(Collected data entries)

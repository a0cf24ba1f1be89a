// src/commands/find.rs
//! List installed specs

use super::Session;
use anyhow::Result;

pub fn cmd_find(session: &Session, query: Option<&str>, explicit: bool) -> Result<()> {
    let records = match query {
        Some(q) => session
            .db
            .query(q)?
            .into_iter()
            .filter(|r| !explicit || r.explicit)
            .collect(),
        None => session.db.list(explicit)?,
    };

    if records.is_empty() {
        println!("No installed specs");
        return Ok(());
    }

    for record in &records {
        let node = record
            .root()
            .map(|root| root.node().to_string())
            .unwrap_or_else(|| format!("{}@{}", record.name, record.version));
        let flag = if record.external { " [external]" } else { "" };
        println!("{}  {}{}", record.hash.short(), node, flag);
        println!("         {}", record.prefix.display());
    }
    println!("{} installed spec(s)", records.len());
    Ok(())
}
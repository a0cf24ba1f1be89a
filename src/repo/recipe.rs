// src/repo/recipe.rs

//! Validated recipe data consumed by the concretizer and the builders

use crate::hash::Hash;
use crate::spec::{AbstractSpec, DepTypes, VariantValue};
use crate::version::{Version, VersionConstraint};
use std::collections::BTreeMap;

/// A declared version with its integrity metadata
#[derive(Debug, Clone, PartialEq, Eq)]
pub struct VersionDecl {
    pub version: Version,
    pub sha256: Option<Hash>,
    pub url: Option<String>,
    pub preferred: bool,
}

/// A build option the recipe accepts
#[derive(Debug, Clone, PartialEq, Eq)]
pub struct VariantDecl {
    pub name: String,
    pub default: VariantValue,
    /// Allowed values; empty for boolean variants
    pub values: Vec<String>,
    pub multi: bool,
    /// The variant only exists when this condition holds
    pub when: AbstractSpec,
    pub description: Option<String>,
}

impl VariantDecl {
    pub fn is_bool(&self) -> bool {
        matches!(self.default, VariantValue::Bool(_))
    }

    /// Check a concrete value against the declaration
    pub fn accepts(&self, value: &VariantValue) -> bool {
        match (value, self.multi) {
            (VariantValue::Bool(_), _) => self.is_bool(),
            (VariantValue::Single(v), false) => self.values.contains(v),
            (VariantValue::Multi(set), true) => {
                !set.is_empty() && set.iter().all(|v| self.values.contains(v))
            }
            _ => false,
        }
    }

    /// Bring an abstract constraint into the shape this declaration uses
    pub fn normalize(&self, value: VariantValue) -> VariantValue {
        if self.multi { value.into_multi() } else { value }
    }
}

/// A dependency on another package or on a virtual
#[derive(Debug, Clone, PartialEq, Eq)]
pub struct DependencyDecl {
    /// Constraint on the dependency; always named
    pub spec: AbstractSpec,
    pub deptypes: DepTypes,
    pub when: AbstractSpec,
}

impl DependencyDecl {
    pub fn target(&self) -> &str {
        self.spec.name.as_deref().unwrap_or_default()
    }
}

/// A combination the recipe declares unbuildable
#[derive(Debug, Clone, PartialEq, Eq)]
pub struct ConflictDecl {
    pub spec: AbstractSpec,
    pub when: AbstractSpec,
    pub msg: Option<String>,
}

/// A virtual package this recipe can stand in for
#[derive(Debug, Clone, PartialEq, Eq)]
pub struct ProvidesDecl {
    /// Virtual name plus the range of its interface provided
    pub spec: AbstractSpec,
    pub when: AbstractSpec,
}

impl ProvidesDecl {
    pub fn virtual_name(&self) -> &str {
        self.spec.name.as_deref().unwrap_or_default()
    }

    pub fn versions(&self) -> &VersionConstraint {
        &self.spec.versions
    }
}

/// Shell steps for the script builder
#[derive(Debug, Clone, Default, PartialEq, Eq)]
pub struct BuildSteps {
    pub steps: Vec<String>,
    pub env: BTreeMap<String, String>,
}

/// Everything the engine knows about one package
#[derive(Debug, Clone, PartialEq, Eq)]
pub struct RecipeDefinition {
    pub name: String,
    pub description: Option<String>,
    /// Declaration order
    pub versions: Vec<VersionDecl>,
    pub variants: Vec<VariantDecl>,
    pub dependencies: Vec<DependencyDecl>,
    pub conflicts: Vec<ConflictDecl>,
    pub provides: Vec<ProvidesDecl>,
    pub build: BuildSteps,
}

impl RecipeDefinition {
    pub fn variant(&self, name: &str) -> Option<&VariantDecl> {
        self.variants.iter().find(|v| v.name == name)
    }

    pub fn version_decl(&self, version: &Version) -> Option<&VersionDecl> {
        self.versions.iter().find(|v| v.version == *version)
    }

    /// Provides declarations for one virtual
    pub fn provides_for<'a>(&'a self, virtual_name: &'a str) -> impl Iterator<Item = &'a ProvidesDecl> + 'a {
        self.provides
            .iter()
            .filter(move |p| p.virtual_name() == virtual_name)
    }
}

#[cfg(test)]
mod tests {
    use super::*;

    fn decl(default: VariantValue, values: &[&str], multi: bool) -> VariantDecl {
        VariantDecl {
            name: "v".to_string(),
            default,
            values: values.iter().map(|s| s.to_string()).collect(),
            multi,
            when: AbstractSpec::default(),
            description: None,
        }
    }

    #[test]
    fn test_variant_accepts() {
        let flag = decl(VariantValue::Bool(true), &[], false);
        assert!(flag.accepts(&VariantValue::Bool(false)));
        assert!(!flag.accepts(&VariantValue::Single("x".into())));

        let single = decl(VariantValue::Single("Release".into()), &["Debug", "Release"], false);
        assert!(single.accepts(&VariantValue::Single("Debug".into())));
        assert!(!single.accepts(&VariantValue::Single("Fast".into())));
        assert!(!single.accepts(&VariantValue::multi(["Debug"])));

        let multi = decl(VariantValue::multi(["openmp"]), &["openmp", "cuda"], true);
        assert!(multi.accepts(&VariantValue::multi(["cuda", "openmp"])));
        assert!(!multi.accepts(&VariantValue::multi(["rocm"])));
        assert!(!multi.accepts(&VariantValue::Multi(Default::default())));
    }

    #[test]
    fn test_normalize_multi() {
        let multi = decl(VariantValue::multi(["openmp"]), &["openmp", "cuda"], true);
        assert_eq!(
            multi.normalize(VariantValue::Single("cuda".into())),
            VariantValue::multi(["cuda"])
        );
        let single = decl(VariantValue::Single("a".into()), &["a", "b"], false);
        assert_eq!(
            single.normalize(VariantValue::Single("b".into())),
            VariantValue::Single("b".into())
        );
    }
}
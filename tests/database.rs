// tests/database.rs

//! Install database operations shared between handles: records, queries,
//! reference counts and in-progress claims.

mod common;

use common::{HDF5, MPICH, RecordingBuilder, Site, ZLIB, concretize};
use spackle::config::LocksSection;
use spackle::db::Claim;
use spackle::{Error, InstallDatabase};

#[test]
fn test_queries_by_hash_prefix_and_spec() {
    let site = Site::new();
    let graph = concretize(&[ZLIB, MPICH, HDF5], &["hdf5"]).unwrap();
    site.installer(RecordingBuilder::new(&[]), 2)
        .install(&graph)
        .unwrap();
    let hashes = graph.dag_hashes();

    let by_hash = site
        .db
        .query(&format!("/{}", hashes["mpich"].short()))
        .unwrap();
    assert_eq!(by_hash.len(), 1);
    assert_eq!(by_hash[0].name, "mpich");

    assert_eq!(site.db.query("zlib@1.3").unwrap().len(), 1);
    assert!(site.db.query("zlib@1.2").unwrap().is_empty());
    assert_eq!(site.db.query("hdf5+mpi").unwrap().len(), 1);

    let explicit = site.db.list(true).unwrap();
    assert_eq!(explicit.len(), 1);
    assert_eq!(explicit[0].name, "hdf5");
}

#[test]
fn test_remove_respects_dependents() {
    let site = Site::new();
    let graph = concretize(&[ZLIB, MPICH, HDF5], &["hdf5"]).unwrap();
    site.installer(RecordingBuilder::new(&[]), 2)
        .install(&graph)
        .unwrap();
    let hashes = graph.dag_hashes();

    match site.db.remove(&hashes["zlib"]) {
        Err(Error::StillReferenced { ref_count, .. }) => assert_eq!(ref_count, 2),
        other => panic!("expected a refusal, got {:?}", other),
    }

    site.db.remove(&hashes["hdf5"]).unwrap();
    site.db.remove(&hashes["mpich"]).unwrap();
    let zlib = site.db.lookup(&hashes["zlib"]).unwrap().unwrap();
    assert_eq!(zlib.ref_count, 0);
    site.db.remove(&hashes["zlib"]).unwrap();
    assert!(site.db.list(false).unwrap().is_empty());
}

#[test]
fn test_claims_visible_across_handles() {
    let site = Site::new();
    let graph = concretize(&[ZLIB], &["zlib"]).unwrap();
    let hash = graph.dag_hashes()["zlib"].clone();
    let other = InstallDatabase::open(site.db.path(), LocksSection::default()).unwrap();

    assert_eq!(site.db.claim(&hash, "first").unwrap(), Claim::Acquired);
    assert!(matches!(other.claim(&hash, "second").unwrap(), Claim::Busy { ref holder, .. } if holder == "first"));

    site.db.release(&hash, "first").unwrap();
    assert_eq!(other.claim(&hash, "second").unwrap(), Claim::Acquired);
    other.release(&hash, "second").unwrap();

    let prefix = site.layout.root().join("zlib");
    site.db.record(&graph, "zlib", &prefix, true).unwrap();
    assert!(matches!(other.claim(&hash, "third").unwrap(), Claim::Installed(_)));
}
==
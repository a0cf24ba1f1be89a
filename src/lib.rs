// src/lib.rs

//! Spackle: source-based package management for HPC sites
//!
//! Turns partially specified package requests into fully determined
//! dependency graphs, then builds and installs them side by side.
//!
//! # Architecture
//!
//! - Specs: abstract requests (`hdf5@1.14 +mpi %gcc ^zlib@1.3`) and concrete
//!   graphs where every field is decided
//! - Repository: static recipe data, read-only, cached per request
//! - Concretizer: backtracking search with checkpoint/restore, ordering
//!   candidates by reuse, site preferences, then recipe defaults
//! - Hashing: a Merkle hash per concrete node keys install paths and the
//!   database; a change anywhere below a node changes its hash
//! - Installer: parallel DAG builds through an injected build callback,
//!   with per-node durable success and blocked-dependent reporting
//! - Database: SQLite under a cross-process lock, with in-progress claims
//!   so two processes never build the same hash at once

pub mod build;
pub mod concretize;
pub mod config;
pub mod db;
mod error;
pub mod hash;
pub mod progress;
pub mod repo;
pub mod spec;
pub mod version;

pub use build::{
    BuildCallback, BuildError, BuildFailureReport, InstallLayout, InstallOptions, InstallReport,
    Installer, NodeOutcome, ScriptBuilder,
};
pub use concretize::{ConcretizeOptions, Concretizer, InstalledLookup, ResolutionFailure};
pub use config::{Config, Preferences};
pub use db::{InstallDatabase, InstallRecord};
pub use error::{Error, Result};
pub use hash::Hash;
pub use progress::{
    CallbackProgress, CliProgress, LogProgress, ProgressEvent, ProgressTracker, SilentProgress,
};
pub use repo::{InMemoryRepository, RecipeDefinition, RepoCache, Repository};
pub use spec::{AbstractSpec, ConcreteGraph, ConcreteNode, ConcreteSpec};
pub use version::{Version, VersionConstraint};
...
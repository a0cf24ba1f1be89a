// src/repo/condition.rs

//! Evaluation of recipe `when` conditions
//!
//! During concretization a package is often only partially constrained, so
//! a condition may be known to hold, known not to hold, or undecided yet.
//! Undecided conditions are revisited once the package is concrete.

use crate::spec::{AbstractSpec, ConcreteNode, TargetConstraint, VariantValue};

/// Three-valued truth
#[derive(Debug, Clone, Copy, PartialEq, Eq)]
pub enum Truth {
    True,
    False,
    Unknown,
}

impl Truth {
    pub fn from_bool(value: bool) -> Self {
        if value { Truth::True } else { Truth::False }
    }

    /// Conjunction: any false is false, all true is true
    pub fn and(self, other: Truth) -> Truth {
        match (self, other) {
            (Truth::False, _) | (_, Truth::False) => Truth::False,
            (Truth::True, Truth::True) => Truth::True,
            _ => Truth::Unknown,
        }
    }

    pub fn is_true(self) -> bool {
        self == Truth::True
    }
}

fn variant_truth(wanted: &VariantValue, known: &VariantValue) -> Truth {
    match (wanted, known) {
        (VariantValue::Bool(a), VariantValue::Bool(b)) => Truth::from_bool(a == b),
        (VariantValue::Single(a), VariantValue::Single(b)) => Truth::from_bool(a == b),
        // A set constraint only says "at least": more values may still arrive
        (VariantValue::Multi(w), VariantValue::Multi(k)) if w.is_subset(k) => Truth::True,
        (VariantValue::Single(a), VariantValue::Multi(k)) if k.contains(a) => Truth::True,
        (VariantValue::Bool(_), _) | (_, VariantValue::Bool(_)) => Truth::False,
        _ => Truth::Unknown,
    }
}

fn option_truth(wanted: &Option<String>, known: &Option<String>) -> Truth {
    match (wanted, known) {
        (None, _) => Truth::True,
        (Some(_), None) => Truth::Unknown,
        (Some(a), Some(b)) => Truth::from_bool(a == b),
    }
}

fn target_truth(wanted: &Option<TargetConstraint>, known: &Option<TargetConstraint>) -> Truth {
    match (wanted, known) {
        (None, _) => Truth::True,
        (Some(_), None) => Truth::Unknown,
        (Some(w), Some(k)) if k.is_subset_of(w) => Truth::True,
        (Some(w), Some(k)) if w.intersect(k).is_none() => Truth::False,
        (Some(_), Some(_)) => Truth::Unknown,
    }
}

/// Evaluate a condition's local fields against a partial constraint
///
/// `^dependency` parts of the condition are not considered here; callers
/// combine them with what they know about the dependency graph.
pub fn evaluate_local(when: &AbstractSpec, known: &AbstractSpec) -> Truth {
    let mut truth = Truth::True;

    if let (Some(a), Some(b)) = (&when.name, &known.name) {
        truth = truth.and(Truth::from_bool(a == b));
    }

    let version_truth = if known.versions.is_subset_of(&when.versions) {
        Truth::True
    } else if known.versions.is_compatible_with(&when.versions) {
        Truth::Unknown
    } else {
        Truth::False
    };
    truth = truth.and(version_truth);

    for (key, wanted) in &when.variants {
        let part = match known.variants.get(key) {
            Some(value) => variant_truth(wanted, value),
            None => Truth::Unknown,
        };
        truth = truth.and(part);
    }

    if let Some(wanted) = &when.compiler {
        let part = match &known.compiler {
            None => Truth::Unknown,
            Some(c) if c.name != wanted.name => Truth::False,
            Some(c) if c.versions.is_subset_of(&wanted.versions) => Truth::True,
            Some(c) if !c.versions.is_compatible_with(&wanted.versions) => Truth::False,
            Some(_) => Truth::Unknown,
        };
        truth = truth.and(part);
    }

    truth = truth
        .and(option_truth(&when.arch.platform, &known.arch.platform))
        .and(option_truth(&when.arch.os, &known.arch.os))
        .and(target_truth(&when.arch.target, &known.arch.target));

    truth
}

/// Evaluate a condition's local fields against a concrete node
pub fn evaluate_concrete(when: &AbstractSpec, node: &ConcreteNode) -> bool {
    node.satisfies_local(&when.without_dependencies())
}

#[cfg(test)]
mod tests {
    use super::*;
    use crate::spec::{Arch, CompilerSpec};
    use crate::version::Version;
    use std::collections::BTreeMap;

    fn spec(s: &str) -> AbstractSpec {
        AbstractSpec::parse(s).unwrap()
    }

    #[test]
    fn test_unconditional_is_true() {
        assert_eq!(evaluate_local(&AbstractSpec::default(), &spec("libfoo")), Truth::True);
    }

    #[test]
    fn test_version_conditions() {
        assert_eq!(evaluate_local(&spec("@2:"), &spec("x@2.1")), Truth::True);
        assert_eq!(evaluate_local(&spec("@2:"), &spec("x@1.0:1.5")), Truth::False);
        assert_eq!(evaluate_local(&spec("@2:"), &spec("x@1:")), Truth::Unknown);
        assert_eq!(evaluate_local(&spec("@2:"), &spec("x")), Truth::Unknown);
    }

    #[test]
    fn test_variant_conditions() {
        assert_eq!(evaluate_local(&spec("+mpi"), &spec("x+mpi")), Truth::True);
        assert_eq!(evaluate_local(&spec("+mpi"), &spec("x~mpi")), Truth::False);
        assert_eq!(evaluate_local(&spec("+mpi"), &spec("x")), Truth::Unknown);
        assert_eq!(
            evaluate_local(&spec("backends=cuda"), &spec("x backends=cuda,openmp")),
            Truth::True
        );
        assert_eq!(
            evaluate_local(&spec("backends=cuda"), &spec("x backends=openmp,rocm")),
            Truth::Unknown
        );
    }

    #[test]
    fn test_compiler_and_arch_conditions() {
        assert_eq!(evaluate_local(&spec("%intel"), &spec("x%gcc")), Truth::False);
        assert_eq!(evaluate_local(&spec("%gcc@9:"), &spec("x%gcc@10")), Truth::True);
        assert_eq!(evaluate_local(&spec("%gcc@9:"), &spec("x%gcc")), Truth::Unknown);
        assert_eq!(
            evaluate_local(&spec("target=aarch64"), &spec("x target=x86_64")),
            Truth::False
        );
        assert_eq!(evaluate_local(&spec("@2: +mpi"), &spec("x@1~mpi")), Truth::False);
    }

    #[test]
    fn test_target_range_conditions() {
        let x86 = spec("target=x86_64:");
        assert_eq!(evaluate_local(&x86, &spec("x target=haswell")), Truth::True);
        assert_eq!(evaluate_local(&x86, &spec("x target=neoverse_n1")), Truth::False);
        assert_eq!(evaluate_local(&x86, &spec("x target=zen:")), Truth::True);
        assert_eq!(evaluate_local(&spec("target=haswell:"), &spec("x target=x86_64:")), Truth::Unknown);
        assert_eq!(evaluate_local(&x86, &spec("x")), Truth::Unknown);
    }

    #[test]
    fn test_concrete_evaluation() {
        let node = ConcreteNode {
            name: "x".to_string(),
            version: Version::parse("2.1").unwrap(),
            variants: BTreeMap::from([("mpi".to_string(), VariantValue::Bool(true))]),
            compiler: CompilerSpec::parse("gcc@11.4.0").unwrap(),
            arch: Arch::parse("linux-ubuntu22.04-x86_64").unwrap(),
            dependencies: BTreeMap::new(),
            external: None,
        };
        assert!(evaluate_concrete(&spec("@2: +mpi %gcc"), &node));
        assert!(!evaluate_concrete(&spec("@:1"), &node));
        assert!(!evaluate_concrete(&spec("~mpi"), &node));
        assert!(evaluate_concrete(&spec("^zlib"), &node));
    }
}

• DESCRIPTION OF THE TASK: Take every line above that includes "contains" and list it.

• RESULT:
            (VariantValue::Single(v), false) => self.values.contains(v),
                !set.is_empty() && set.iter().all(|v| self.values.contains(v))
        (VariantValue::Single(a), VariantValue::Multi(k)) if k.contains(a) => Truth::True,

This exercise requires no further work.